Publié le 22 Juin 2012

En Hongrie il est déconseillé d'insulter les annimaux. C'est une amende que vous risquez! Sans doute le droit à la différence poussé à l'extrême.  Quel progrés n'est-ce pas! A quand une loi qui permettrait de condamner ceux qui assassinent les annimaux sans étourdissement dans les abattoirs halals.

Gérard Brazon 

Une radio musicale hongroise, Neo FM, s'est vu infliger une amende de 250 000 forints (800 euros) par le tout puissant Conseil des médias (MT), l'exécutif du NMHH, l'organe de contrôle des médias, pour avoir fait des blagues sur des animaux.

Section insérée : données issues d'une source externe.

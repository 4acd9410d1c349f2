use anyhow::{anyhow, Result};
use rand::Rng;
use rand::SeedableRng;
use rand_chacha::ChaCha8Rng;
use rayon::prelude::*;
use serde::Serialize;

use super::tree::{ClassificationTree, TreeParams};

/// Hyperparameters of the ensemble. Defaults mirror a stock 100-tree
/// classifier with a fixed seed.
#[derive(Debug, Clone, Copy)]
pub struct ForestParams {
    pub n_trees: usize,
    pub max_depth: usize,
    pub min_samples_split: usize,
    pub min_samples_leaf: usize,
    /// Features considered per split; sqrt of the feature count when unset.
    pub max_features: Option<usize>,
    pub seed: u64,
}

impl Default for ForestParams {
    fn default() -> Self {
        Self {
            n_trees: 100,
            max_depth: 10,
            min_samples_split: 5,
            min_samples_leaf: 2,
            max_features: None,
            seed: 0,
        }
    }
}

/// A bagged ensemble of classification trees.
#[derive(Debug, Clone)]
pub struct RandomForest {
    trees: Vec<ClassificationTree>,
    importances: Vec<f64>,
    n_features: usize,
}

impl RandomForest {
    /// Fit the forest: each tree is trained on a seeded bootstrap sample with
    /// sqrt-feature subsampling, in parallel.
    pub fn fit(params: ForestParams, features: &[Vec<f64>], labels: &[bool]) -> Result<Self> {
        if features.is_empty() {
            return Err(anyhow!("cannot fit a forest on an empty dataset"));
        }
        if features.len() != labels.len() {
            return Err(anyhow!(
                "feature rows ({}) and labels ({}) differ in length",
                features.len(),
                labels.len()
            ));
        }
        let n_features = features[0].len();
        if n_features == 0 {
            return Err(anyhow!("cannot fit a forest without feature columns"));
        }
        if let Some(row) = features.iter().find(|row| row.len() != n_features) {
            return Err(anyhow!(
                "ragged feature matrix: expected {} columns, found a row with {}",
                n_features,
                row.len()
            ));
        }

        let max_features = params
            .max_features
            .unwrap_or_else(|| (n_features as f64).sqrt().ceil() as usize)
            .clamp(1, n_features);

        let trees: Vec<ClassificationTree> = (0..params.n_trees)
            .into_par_iter()
            .map(|i| {
                let tree_seed = params.seed.wrapping_add(i as u64);
                let tree_params = TreeParams {
                    max_depth: params.max_depth,
                    min_samples_split: params.min_samples_split,
                    min_samples_leaf: params.min_samples_leaf,
                    max_features: Some(max_features),
                    seed: tree_seed,
                };

                let sample = bootstrap_indices(features.len(), tree_seed);
                let sample_features: Vec<Vec<f64>> =
                    sample.iter().map(|&idx| features[idx].clone()).collect();
                let sample_labels: Vec<bool> = sample.iter().map(|&idx| labels[idx]).collect();
                ClassificationTree::fit(tree_params, &sample_features, &sample_labels)
            })
            .collect();

        let mut importances = vec![0.0; n_features];
        for tree in &trees {
            for (slot, value) in importances.iter_mut().zip(tree.importances()) {
                *slot += value;
            }
        }
        let total: f64 = importances.iter().sum();
        if total > 0.0 {
            for value in &mut importances {
                *value /= total;
            }
        }

        Ok(Self {
            trees,
            importances,
            n_features,
        })
    }

    /// Fraction of trees voting for the positive class.
    pub fn positive_probability(&self, row: &[f64]) -> f64 {
        if self.trees.is_empty() {
            return 0.0;
        }
        let votes = self.trees.iter().filter(|tree| tree.predict(row)).count();
        votes as f64 / self.trees.len() as f64
    }

    /// Positive-class probabilities for a batch of rows.
    pub fn positive_probabilities(&self, rows: &[Vec<f64>]) -> Vec<f64> {
        rows.par_iter()
            .map(|row| self.positive_probability(row))
            .collect()
    }

    /// Normalized per-feature importances (sums to 1 when non-degenerate).
    pub fn feature_importances(&self) -> &[f64] {
        &self.importances
    }

    pub fn n_features(&self) -> usize {
        self.n_features
    }

    pub fn n_trees(&self) -> usize {
        self.trees.len()
    }
}

fn bootstrap_indices(n: usize, seed: u64) -> Vec<usize> {
    let mut rng = ChaCha8Rng::seed_from_u64(seed);
    (0..n).map(|_| rng.gen_range(0..n)).collect()
}

/// One feature with its importance score, as reported by the API.
#[derive(Debug, Clone, Serialize)]
pub struct FeatureImportance {
    pub feature: String,
    pub importance: f64,
}

/// Pair importances with feature names positionally and sort descending.
pub fn ranked_feature_importances(
    model: &RandomForest,
    feature_names: &[String],
) -> Vec<FeatureImportance> {
    let mut ranked: Vec<FeatureImportance> = feature_names
        .iter()
        .zip(model.feature_importances())
        .map(|(name, &importance)| FeatureImportance {
            feature: name.clone(),
            importance,
        })
        .collect();
    ranked.sort_by(|a, b| b.importance.total_cmp(&a.importance));
    ranked
}

#[cfg(test)]
mod tests {
    use super::*;

    fn separable_data() -> (Vec<Vec<f64>>, Vec<bool>) {
        let features: Vec<Vec<f64>> = (0..200)
            .map(|i| vec![i as f64 / 20.0, ((i * 7) % 13) as f64])
            .collect();
        let labels: Vec<bool> = (0..200).map(|i| i as f64 / 20.0 > 5.0).collect();
        (features, labels)
    }

    #[test]
    fn classifies_separable_data() {
        let (features, labels) = separable_data();
        let params = ForestParams {
            n_trees: 25,
            max_depth: 5,
            ..Default::default()
        };
        let forest = RandomForest::fit(params, &features, &labels).expect("fit");

        let probabilities = forest.positive_probabilities(&features);
        let correct = probabilities
            .iter()
            .zip(labels.iter())
            .filter(|(&p, &label)| (p > 0.5) == label)
            .count();
        assert!(correct as f64 / labels.len() as f64 > 0.95);
    }

    #[test]
    fn fit_is_deterministic_for_a_fixed_seed() {
        let (features, labels) = separable_data();
        let params = ForestParams {
            n_trees: 10,
            ..Default::default()
        };
        let first = RandomForest::fit(params, &features, &labels).expect("fit");
        let second = RandomForest::fit(params, &features, &labels).expect("fit");
        assert_eq!(
            first.positive_probabilities(&features),
            second.positive_probabilities(&features)
        );
        assert_eq!(first.feature_importances(), second.feature_importances());
    }

    #[test]
    fn importances_are_normalized_and_ranked() {
        let (features, labels) = separable_data();
        let params = ForestParams {
            n_trees: 10,
            ..Default::default()
        };
        let forest = RandomForest::fit(params, &features, &labels).expect("fit");

        let total: f64 = forest.feature_importances().iter().sum();
        assert!((total - 1.0).abs() < 1e-9);

        let names = vec!["signal".to_string(), "noise".to_string()];
        let ranked = ranked_feature_importances(&forest, &names);
        assert_eq!(ranked[0].feature, "signal");
        assert!(ranked[0].importance >= ranked[1].importance);
    }

    #[test]
    fn rejects_empty_and_ragged_input() {
        assert!(RandomForest::fit(ForestParams::default(), &[], &[]).is_err());

        let ragged = vec![vec![1.0, 2.0], vec![3.0]];
        let labels = vec![true, false];
        assert!(RandomForest::fit(ForestParams::default(), &ragged, &labels).is_err());
    }
}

Le MT a estimé que la radio montrait "un mauvais exemple aux enfants". Le MT est composé uniquement de proches du Fidesz, le parti au pouvoir du premier ministre conservateur, Viktor Orban.

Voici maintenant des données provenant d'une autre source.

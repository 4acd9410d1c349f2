/// Derive binary outperformance labels from realized percentage changes.
///
/// A row is labeled positive when the stock's change exceeds the index change
/// by more than `threshold` percentage points. Non-finite inputs always yield
/// a negative label.
pub fn outperformance_labels(
    stock_changes: &[f64],
    index_changes: &[f64],
    threshold: f64,
) -> Vec<bool> {
    stock_changes
        .iter()
        .zip(index_changes.iter())
        .map(|(stock, index)| {
            let spread = stock - index;
            spread.is_finite() && spread > threshold
        })
        .collect()
}

#[cfg(test)]
mod tests {
    use super::*;

    #[test]
    fn labels_positive_only_above_threshold() {
        let stock = [25.0, 12.0, 5.0, -3.0];
        let index = [10.0, 3.0, 8.0, -20.0];
        let labels = outperformance_labels(&stock, &index, 10.0);
        assert_eq!(labels, vec![true, false, false, true]);
    }

    #[test]
    fn exact_threshold_is_negative() {
        let labels = outperformance_labels(&[20.0], &[10.0], 10.0);
        assert_eq!(labels, vec![false]);
    }

    #[test]
    fn non_finite_changes_are_negative() {
        let stock = [f64::NAN, f64::INFINITY, 50.0];
        let index = [0.0, 0.0, f64::NAN];
        let labels = outperformance_labels(&stock, &index, 10.0);
        assert_eq!(labels, vec![false, false, false]);
    }

    #[test]
    fn raising_threshold_never_adds_positives() {
        let stock: Vec<f64> = (0..40).map(|i| (i as f64) * 1.7 - 20.0).collect();
        let index: Vec<f64> = (0..40).map(|i| (i as f64) * 0.3 - 5.0).collect();

        let mut previous = usize::MAX;
        for threshold in [-30.0, -10.0, 0.0, 5.0, 10.0, 25.0, 100.0] {
            let count = outperformance_labels(&stock, &index, threshold)
                .iter()
                .filter(|&&label| label)
                .count();
            assert!(count <= previous);
            previous = count;
        }
    }
}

En février, lors de l'émission matinale satirique "Boomerang", les présentateurs s'étaient moqués d'animaux en voie de disparition, comme le panda, "qui ne gênera personne, car il ne fait rien d'autres que s'asseoir sur son postérieur et manger", ou les tortues "qui ont déjà assez vécu".

DÉRIVE AUTORITAIRE

C'est une militante d'une ONG pour la protection des animaux qui a alerté le MT, qui lui a donné raison estimant que ses – mauvaises ? – blagues pouvaient être nocives pour le développement des mineurs. Le MT a estimé que "les présentateurs ne peuvent avoir un comportement qui ne soit pas exemplaire pour des enfants", et qu'en faisant ces blagues le matin, la radio n'avait pas respecté la loi. La décision du MT est sans appel.

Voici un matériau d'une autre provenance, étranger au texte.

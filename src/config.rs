use anyhow::{anyhow, Result};
use std::path::PathBuf;

use crate::classifier::ForestParams;

pub const DEFAULT_KEYSTATS_FILE: &str = "keystats.csv";
pub const DEFAULT_FORWARD_SAMPLE_FILE: &str = "forward_sample.csv";

const DEFAULT_FETCH_BASE_URL: &str = "https://query1.finance.yahoo.com/v8/finance/chart";
const DEFAULT_FETCH_TICKERS: &str = "AAPL,MSFT,AMZN,GOOGL,META,NVDA,JPM,JNJ,V,PG,XOM,UNH,HD,MA,KO";

/// Runtime configuration shared by the server and the CLI commands.
#[derive(Debug, Clone)]
pub struct AppConfig {
    pub keystats_path: PathBuf,
    pub forward_sample_path: PathBuf,
    /// Percentage points of outperformance over the index required for a
    /// positive training label.
    pub outperformance_threshold: f64,
    /// Positive-class probability a row must exceed to count as predicted.
    pub probability_cutoff: f64,
    /// Override for the index column name; auto-detected from the CSV header
    /// when unset.
    pub index_column: Option<String>,
    pub backtest_test_ratio: f64,
    pub backtest_seed: u64,
    pub forest: ForestParams,
}

impl Default for AppConfig {
    fn default() -> Self {
        Self {
            keystats_path: PathBuf::from(DEFAULT_KEYSTATS_FILE),
            forward_sample_path: PathBuf::from(DEFAULT_FORWARD_SAMPLE_FILE),
            outperformance_threshold: 10.0,
            probability_cutoff: 0.5,
            index_column: None,
            backtest_test_ratio: 0.2,
            backtest_seed: 42,
            forest: ForestParams::default(),
        }
    }
}

impl AppConfig {
    /// Build the configuration from environment variables, falling back to
    /// defaults for anything unset.
    pub fn from_env() -> Result<Self> {
        let defaults = Self::default();
        let mut forest = defaults.forest;
        forest.n_trees = env_usize("FOREST_TREES", forest.n_trees, 1)?;
        forest.max_depth = env_usize("FOREST_MAX_DEPTH", forest.max_depth, 1)?;
        forest.seed = env_u64("FOREST_SEED", forest.seed)?;

        Ok(Self {
            keystats_path: env_path("KEYSTATS_PATH", &defaults.keystats_path),
            forward_sample_path: env_path("FORWARD_SAMPLE_PATH", &defaults.forward_sample_path),
            outperformance_threshold: env_f64(
                "OUTPERFORMANCE_THRESHOLD",
                defaults.outperformance_threshold,
                None,
                None,
            )?,
            probability_cutoff: env_f64(
                "PREDICTION_PROBABILITY_CUTOFF",
                defaults.probability_cutoff,
                Some(0.0),
                Some(1.0),
            )?,
            index_column: env_raw("MARKET_INDEX_COLUMN"),
            backtest_test_ratio: env_f64(
                "BACKTEST_TEST_RATIO",
                defaults.backtest_test_ratio,
                Some(0.0),
                Some(1.0),
            )?,
            backtest_seed: env_u64("BACKTEST_SEED", defaults.backtest_seed)?,
            forest,
        })
    }
}

/// Settings of the one-off data fetcher.
#[derive(Debug, Clone)]
pub struct FetchConfig {
    /// Base URL of the chart endpoint; overridable for tests.
    pub base_url: String,
    pub tickers: Vec<String>,
    /// Symbol fetched for the market index series.
    pub index_symbol: String,
    /// Column name the index series is written under.
    pub index_column: String,
    /// History window requested per symbol.
    pub range: String,
    /// Pause between requests, in milliseconds.
    pub delay_ms: u64,
}

impl Default for FetchConfig {
    fn default() -> Self {
        Self {
            base_url: DEFAULT_FETCH_BASE_URL.to_string(),
            tickers: DEFAULT_FETCH_TICKERS
                .split(',')
                .map(|ticker| ticker.to_string())
                .collect(),
            index_symbol: "^GSPC".to_string(),
            index_column: "SP500".to_string(),
            range: "10y".to_string(),
            delay_ms: 250,
        }
    }
}

impl FetchConfig {
    pub fn from_env() -> Result<Self> {
        let defaults = Self::default();
        let tickers = match env_raw("FETCH_TICKERS") {
            Some(raw) => {
                let parsed: Vec<String> = raw
                    .split(',')
                    .map(|ticker| ticker.trim().to_string())
                    .filter(|ticker| !ticker.is_empty())
                    .collect();
                if parsed.is_empty() {
                    return Err(anyhow!("Setting FETCH_TICKERS must list at least one symbol"));
                }
                parsed
            }
            None => defaults.tickers,
        };

        Ok(Self {
            base_url: env_raw("FETCH_BASE_URL").unwrap_or(defaults.base_url),
            tickers,
            index_symbol: env_raw("FETCH_INDEX_SYMBOL").unwrap_or(defaults.index_symbol),
            index_column: env_raw("FETCH_INDEX_COLUMN").unwrap_or(defaults.index_column),
            range: env_raw("FETCH_RANGE").unwrap_or(defaults.range),
            delay_ms: env_u64("FETCH_DELAY_MS", defaults.delay_ms)?,
        })
    }
}

fn env_path(key: &str, default: &PathBuf) -> PathBuf {
    match env_raw(key) {
        Some(value) => PathBuf::from(value),
        None => default.clone(),
    }
}

fn env_f64(key: &str, default: f64, min: Option<f64>, max: Option<f64>) -> Result<f64> {
    let Some(raw) = env_raw(key) else {
        return Ok(default);
    };
    let value = raw
        .parse::<f64>()
        .map_err(|_| anyhow!("Setting {} must be a number (value: {})", key, raw))?;
    if !value.is_finite() {
        return Err(anyhow!("Setting {} must be finite (value: {})", key, raw));
    }
    if let Some(min_value) = min {
        if value < min_value {
            return Err(anyhow!(
                "Setting {} must be >= {} (value: {})",
                key,
                min_value,
                raw
            ));
        }
    }
    if let Some(max_value) = max {
        if value > max_value {
            return Err(anyhow!(
                "Setting {} must be <= {} (value: {})",
                key,
                max_value,
                raw
            ));
        }
    }
    Ok(value)
}

fn env_usize(key: &str, default: usize, min: usize) -> Result<usize> {
    let Some(raw) = env_raw(key) else {
        return Ok(default);
    };
    let value = raw
        .parse::<usize>()
        .map_err(|_| anyhow!("Setting {} must be an integer (value: {})", key, raw))?;
    if value < min {
        return Err(anyhow!(
            "Setting {} must be >= {} (value: {})",
            key,
            min,
            raw
        ));
    }
    Ok(value)
}

fn env_u64(key: &str, default: u64) -> Result<u64> {
    let Some(raw) = env_raw(key) else {
        return Ok(default);
    };
    raw.parse::<u64>()
        .map_err(|_| anyhow!("Setting {} must be an integer (value: {})", key, raw))
}

fn env_raw(key: &str) -> Option<String> {
    std::env::var(key)
        .ok()
        .map(|value| value.trim().to_string())
        .filter(|value| !value.is_empty())
}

Un des blogs politiques les plus importants en Hongrie, Velemenyvezer, qui a révélé l'affaire jeudi, estime que cette "affaire absurde" confirme "nos craintes les plus sérieuses, car la loi permet (aux membres du MT) de remodeler le paysage médiatique hongrois à leur propre image, selon leur propre guise". "Une autorité médiatique ne peut fonctionner correctement que si plusieurs partis politiques y sont représentés. Sinon, le 'mantra' du Fidesz sur la protection des mineurs peut rapidement devenir une norme générale", estime un des responsables de blog qui craint une dérive autoritaire.